#### Directions for this task:
Pick every line out of the entries below that has the string "scan", and copy it.

### Data supplied

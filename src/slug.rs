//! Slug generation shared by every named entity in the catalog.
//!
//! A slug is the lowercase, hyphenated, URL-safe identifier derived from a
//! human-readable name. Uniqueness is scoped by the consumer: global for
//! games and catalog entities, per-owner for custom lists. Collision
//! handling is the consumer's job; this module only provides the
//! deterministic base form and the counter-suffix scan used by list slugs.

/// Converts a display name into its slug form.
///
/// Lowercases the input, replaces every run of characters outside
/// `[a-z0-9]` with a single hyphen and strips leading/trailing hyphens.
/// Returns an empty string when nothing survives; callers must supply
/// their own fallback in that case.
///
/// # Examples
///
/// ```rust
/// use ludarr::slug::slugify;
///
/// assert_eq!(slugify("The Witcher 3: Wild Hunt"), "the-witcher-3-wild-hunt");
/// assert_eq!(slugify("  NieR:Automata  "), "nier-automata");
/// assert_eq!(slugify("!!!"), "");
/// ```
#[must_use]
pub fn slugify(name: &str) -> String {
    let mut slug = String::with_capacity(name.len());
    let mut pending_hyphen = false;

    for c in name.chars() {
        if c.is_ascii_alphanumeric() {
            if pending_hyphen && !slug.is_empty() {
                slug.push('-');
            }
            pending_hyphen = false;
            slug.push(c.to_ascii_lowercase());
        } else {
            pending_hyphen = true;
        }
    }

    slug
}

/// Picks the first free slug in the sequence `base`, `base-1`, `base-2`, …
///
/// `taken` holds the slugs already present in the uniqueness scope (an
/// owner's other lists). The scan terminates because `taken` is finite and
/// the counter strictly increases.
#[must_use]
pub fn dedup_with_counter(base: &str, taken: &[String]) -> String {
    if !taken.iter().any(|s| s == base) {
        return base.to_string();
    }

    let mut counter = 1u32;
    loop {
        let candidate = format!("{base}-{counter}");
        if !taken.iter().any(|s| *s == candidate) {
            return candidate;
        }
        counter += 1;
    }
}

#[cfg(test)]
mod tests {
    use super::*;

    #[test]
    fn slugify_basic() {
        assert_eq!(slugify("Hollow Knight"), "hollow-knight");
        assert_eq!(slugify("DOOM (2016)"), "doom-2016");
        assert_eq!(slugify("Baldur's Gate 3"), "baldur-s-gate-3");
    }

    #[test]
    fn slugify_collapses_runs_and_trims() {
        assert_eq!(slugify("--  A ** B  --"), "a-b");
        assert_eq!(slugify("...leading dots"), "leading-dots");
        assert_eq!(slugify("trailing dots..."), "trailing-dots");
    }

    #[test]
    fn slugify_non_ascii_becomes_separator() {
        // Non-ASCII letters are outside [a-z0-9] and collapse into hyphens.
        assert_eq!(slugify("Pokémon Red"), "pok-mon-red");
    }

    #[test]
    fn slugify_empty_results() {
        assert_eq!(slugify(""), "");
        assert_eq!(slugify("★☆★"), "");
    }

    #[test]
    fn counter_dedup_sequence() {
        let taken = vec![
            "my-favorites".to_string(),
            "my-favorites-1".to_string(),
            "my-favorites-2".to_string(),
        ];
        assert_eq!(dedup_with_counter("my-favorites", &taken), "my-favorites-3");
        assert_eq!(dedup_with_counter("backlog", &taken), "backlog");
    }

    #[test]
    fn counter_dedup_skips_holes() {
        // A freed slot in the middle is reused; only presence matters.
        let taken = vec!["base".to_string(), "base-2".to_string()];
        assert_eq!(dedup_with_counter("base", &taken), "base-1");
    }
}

######
### Data supplied

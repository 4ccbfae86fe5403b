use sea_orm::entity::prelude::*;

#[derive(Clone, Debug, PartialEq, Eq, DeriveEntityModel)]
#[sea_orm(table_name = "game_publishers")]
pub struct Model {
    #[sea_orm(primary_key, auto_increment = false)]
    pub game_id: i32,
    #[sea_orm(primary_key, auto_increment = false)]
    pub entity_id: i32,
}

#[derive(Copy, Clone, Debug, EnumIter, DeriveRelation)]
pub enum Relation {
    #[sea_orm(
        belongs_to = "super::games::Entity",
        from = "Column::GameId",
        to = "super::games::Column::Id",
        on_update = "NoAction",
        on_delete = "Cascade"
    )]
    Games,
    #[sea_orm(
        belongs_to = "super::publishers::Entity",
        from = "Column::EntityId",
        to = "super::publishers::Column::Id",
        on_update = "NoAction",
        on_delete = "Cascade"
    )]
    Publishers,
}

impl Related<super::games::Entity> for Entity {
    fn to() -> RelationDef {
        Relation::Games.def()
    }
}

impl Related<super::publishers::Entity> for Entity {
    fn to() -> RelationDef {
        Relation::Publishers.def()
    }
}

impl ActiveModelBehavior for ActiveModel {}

######

#### Result of the exercise:
//! deterministic base form and the counter-suffix scan used by list slugs.
/// owner's other lists). The scan terminates because `taken` is finite and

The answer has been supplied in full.